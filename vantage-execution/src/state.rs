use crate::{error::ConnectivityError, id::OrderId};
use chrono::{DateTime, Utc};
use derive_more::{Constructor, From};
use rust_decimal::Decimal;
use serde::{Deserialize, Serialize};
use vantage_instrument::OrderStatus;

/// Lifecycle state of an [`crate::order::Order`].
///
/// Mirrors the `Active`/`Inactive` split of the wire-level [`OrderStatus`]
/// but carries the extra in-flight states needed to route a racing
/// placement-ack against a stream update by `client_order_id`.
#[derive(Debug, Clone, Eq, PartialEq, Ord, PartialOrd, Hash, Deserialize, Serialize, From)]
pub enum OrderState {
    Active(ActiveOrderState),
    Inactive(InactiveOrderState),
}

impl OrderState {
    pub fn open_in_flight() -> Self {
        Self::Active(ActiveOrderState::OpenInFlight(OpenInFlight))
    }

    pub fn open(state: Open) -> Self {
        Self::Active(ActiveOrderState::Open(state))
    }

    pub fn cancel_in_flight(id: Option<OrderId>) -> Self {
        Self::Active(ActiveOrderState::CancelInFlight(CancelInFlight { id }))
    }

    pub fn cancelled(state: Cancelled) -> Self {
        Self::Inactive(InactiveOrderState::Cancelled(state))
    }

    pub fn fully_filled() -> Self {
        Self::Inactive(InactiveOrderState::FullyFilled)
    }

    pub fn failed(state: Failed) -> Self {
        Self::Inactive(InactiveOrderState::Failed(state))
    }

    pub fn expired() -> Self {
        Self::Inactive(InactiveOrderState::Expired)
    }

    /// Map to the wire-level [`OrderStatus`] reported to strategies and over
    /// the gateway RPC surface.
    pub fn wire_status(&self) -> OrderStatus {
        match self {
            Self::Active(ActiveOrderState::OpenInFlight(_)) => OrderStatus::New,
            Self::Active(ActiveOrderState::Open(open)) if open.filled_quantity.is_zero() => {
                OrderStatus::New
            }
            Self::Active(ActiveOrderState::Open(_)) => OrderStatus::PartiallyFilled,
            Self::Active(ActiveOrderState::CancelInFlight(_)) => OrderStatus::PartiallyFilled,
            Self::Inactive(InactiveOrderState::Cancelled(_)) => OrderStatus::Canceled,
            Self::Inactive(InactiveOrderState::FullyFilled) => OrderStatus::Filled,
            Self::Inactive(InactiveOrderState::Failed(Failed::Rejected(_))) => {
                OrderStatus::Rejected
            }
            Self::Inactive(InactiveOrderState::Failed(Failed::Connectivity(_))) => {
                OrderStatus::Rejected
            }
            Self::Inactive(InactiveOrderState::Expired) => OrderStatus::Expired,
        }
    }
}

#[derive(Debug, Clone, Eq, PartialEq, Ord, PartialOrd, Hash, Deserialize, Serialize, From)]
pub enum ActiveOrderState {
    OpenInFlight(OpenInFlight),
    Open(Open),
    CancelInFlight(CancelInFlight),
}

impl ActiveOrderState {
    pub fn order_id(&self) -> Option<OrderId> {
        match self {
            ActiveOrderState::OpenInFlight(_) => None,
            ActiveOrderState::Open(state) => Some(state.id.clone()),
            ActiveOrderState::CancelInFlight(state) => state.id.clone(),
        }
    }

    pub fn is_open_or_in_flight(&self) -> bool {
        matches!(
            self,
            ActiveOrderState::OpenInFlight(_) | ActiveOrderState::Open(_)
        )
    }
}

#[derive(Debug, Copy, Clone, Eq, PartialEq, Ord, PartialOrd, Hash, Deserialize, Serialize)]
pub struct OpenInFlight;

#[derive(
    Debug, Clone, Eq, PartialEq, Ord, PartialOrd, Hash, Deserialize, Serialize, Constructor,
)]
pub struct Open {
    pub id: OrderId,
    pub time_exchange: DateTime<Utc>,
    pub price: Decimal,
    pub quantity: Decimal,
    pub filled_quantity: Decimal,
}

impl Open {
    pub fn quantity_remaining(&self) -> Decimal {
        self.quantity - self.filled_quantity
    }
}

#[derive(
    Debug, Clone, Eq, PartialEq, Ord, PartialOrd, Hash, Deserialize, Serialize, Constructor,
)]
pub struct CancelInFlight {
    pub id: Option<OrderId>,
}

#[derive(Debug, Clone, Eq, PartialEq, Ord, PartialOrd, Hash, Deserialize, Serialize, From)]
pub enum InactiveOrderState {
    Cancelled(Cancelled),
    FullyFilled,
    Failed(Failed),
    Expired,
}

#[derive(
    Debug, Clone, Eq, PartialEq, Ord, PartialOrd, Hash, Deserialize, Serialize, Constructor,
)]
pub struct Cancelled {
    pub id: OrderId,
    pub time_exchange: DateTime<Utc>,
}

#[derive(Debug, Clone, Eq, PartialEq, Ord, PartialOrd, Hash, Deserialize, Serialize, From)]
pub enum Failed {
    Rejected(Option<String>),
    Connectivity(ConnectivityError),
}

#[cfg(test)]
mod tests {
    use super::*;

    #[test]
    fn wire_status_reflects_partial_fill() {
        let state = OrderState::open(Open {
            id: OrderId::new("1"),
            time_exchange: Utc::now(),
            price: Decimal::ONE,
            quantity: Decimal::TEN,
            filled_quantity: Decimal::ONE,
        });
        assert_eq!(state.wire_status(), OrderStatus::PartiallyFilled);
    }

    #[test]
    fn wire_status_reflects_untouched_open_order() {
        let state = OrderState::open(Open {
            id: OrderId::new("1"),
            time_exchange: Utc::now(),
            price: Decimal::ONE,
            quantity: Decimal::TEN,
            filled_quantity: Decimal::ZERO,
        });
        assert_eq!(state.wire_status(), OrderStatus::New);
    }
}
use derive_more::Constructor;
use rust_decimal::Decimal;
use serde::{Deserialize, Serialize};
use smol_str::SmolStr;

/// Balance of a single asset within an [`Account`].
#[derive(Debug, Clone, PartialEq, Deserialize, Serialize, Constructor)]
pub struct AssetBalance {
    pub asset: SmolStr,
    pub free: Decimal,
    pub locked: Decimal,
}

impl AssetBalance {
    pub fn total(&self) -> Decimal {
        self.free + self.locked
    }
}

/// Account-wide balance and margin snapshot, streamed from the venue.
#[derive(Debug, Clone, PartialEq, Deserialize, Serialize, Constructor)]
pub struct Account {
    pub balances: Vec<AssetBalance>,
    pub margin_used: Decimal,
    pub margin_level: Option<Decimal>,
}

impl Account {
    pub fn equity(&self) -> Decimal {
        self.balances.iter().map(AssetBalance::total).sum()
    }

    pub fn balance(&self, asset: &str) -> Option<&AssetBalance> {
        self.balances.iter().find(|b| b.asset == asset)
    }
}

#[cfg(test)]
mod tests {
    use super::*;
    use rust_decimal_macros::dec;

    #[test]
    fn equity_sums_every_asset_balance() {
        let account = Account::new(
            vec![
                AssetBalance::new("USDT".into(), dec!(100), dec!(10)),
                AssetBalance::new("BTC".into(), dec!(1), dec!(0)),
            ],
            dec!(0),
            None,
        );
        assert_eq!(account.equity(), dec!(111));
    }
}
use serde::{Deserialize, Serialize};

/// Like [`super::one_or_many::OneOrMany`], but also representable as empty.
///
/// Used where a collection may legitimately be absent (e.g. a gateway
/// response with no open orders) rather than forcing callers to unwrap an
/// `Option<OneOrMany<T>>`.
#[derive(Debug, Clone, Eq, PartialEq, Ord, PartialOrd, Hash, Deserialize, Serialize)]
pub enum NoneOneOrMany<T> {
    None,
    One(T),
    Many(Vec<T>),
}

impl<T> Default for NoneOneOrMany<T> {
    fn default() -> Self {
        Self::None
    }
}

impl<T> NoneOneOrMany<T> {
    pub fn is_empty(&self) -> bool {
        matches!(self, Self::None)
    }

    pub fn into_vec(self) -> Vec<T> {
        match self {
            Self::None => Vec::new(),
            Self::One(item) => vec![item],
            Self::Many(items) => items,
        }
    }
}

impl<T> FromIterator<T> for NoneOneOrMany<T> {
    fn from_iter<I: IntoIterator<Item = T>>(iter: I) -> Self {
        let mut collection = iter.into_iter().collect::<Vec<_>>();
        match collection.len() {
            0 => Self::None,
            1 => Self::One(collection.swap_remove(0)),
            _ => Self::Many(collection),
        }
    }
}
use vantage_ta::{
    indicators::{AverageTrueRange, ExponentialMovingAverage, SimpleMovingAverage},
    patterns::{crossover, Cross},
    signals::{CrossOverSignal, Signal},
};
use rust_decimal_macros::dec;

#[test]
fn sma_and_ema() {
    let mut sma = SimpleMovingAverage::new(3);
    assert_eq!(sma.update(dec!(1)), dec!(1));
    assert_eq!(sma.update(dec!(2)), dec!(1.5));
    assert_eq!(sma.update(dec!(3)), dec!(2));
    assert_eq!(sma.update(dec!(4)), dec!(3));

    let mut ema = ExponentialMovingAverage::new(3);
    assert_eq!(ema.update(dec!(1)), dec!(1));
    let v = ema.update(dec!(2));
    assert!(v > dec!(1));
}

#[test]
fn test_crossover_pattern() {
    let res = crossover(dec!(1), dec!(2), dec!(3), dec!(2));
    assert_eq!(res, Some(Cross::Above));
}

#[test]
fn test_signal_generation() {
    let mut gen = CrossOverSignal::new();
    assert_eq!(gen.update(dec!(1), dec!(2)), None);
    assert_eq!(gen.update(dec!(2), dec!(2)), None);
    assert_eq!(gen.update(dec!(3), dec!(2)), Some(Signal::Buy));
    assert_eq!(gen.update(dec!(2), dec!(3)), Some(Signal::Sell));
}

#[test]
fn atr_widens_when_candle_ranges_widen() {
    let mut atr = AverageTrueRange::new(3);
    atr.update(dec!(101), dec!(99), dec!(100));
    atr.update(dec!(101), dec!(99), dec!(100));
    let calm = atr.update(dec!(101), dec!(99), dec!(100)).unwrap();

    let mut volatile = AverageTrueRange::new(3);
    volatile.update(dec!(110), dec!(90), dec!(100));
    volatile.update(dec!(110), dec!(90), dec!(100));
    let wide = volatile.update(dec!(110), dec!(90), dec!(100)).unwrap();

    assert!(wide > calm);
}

──────────────────────────────

Go through the material line by line, tally each line containing "FullyFilled", and give the total only.

3